3. Which market entry mode do you recommend Bauing Group adopt in the US market?
Suggestions
After taking into account what you’ve just done in Q. 2 in terms of the cultural, business, and political environment of the United States, it is clear that FDI by acquisition is likely to be the most suitable and beneficial market entry strategy for Bauing Group in the United States, so I’d expect you to also discuss why other entry modes are NOT that suitable.
- The primary business of Bauing Group is construction. Production and delivery are usually
simultaneous. This characteristic of Bauing Group’s business excludes exporting as an option.
- Companies in the target market that want to use the parent company’s name and resources usually initiate licensing and franchising arrangements. In this case, Bauing Group, as the parent company, initiated the plan to enter the U.S. market. Therefore, licensing and franchising are unsuitable for Bauing Group.
- Turnkey projects involve an agreement between a company and the local government of the target market. The target market country is usually a politically and economically fragile country that aims both to attract well-established companies to start business in the target country and, after a period of time, to take over their business. The United States is not a politically or economically fragile country, which makes the turnkey projects less suitable as an entry mode for Bauing Group.
- The cultural differences between China and the United States are too significant to bridge, which makes joint venture and strategic alliance options less suitable. These cultural differences will
cause too many problems and issues (e.g., language, business, tax, personnel) for a Chinese company such as Bauing Group, in terms of co-operating and communicating with a U.S. company.
- The characteristics and the primary business of Bauing Group make FDI via greenfield investment less suitable. The nature of Bauing Group’s business is not production, which requires establishing a factory or infrastructure. Instead, Bauing Group’s primary business is providing relevant building and decoration services. Its business focuses on the construction of sports sites, luxury hotels, and transportation stations; the design and decoration of hospitals; and the decoration of luxury residences.

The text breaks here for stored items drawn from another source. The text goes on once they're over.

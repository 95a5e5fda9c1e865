//! Construction-time controller configuration.
//!
//! Everything here is immutable once a `PositionController` is built from it.

use std::collections::BTreeSet;
use std::fs;
use std::path::Path;

use serde::{Deserialize, Serialize};

use crate::ControlError;
use crate::calc::Topology;

/// Fixed control period assumed by the PID terms, in seconds.
///
/// This is not derived from the host's actual step size; if the host steps at a
/// different rate, the effective derivative and integral gains change with it.
pub const DEFAULT_DT_S: f64 = 0.033;

/// Proportional, derivative (velocity), and integral gains for one joint
#[derive(Serialize, Deserialize, Clone, Copy, Debug, PartialEq)]
pub struct PidGains {
    pub kp: f64,
    pub kv: f64,
    pub ki: f64,
}

impl PidGains {
    pub fn new(kp: f64, kv: f64, ki: f64) -> Self {
        Self { kp, kv, ki }
    }

    fn is_finite(&self) -> bool {
        self.kp.is_finite() && self.kv.is_finite() && self.ki.is_finite()
    }
}

/// One generalized-coordinate slot driven by a joint, with its coupling weight
#[derive(Serialize, Deserialize, Clone, Copy, Debug, PartialEq)]
pub struct DofWeight {
    pub index: usize,
    #[serde(default = "unit_weight")]
    pub weight: f64,
}

fn unit_weight() -> f64 {
    1.0
}

impl DofWeight {
    /// A slot that moves one-to-one with the joint
    pub fn unit(index: usize) -> Self {
        Self { index, weight: 1.0 }
    }
}

/// A controlled joint: where to read it, what drives it, where it wants to be,
/// and which slots of the kinematic chain it spans.
#[derive(Serialize, Deserialize, Clone, Debug, PartialEq)]
pub struct JointConfig {
    /// Short label used in telemetry column names
    pub name: String,

    /// Identifier used to look up the measured angle in the mechanical model
    pub coordinate: String,

    /// Identifier of the actuator that drives this joint
    pub actuator: String,

    /// Target angle [rad]
    pub reference: f64,

    pub gains: PidGains,

    /// Generalized-coordinate slots this joint drives
    pub slots: Vec<DofWeight>,
}

#[derive(Serialize, Deserialize, Clone, Debug, PartialEq)]
pub struct ControllerConfig {
    /// Fixed control period [s]
    pub dt_s: f64,

    /// Degrees of freedom of the kinematic chain
    pub dof: usize,

    pub joints: Vec<JointConfig>,
}

impl ControllerConfig {
    /// The three-joint exoskeleton on a seven-slot symmetric chain.
    ///
    /// `references` and `gains` are ordered hip, knee, ankle.
    /// Hip drives slots {0, 6}, knee drives {1, 2, 5}, ankle drives {3, 4}.
    pub fn reference_exoskeleton(references: [f64; 3], gains: [PidGains; 3]) -> Self {
        let joint = |name: &str, coordinate: &str, actuator: &str, i: usize, slots: &[usize]| {
            JointConfig {
                name: name.to_owned(),
                coordinate: coordinate.to_owned(),
                actuator: actuator.to_owned(),
                reference: references[i],
                gains: gains[i],
                slots: slots.iter().copied().map(DofWeight::unit).collect(),
            }
        };

        Self {
            dt_s: DEFAULT_DT_S,
            dof: 7,
            joints: vec![
                joint("hip", "exoHipJoint_coord", "exoHipActuator_r", 0, &[0, 6]),
                joint("knee", "kneeJoint_r_coord", "exoKneeActuator_r", 1, &[1, 2, 5]),
                joint("ankle", "ankleJoint_r_coord", "exoAnkleActuator_r", 2, &[3, 4]),
            ],
        }
    }

    /// The joint-to-slot table, in joint order.
    ///
    /// # Errors
    /// * `ControlError::Configuration` if a slot is out of range, has an invalid weight,
    ///   or is claimed by more than one joint, or if a joint drives no slot
    pub fn topology(&self) -> Result<Topology, ControlError> {
        Topology::new(self.dof, self.joints.iter().map(|j| j.slots.clone()).collect())
    }

    /// Check everything that can be checked without a mechanical model
    pub fn validate(&self) -> Result<(), ControlError> {
        let fault = |msg: String| Err(ControlError::Configuration(msg));

        if !(self.dt_s.is_finite() && self.dt_s > 0.0) {
            return fault(format!("Control period must be finite and > 0, got {}", self.dt_s));
        }
        if self.joints.is_empty() {
            return fault("At least one joint must be configured".into());
        }

        let mut names = BTreeSet::new();
        let mut actuators = BTreeSet::new();
        for joint in self.joints.iter() {
            let name = &joint.name;
            if !names.insert(name.as_str()) {
                return fault(format!("Joint name `{name}` is duplicated"));
            }
            if !actuators.insert(joint.actuator.as_str()) {
                return fault(format!(
                    "Actuator `{}` is assigned to more than one joint",
                    joint.actuator
                ));
            }
            if !joint.reference.is_finite() {
                return fault(format!("Joint `{name}` has a non-finite reference angle"));
            }
            if !joint.gains.is_finite() {
                return fault(format!("Joint `{name}` has non-finite gains"));
            }
        }

        self.topology()?;

        Ok(())
    }

    pub fn load_from_file(path: impl AsRef<Path>) -> Result<Self, ControlError> {
        let content = fs::read_to_string(path)?;
        let config: ControllerConfig = serde_json::from_str(&content)?;
        config.validate()?;
        Ok(config)
    }

    pub fn save_to_file(&self, path: impl AsRef<Path>) -> Result<(), ControlError> {
        let content = serde_json::to_string_pretty(self)?;
        fs::write(path, content)?;
        Ok(())
    }
}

- Direct acquisition of an existing company in the building and decoration industry in the United States could give Bauing Group many advantages, and it could also help the company avoid many issues and challenges. For example, acquisition could help Bauing Group quickly and smoothly enter the U.S. market. After acquisition, Bauing Group could utilize the existing resources and experiences of the acquired company and avoid the various potential issues of starting a new business in the United States.
Use of Dyer et al. (2004) ‘When to Align and When to Acquire’ would be suggested in this discussion to support the argument for FDI via acquisition. Though open to debate, you must keep in mind the distance issues from Q. 2, and they almost axiomatically rule out any sort of non-equity arrangements on trust/reciprocity grounds and they mitigate against the efficacy of an alliance.
Given the nature of the business, I’d say the synergies are sequential or reciprocal, the relative value of soft to hard resources is medium, the extent of resource overlap/redundance is likely be high, market uncertainty is appears to be medium, and the level of competition is medium to high, thus underscoring the argument for acquisition rather than an equity-alliance.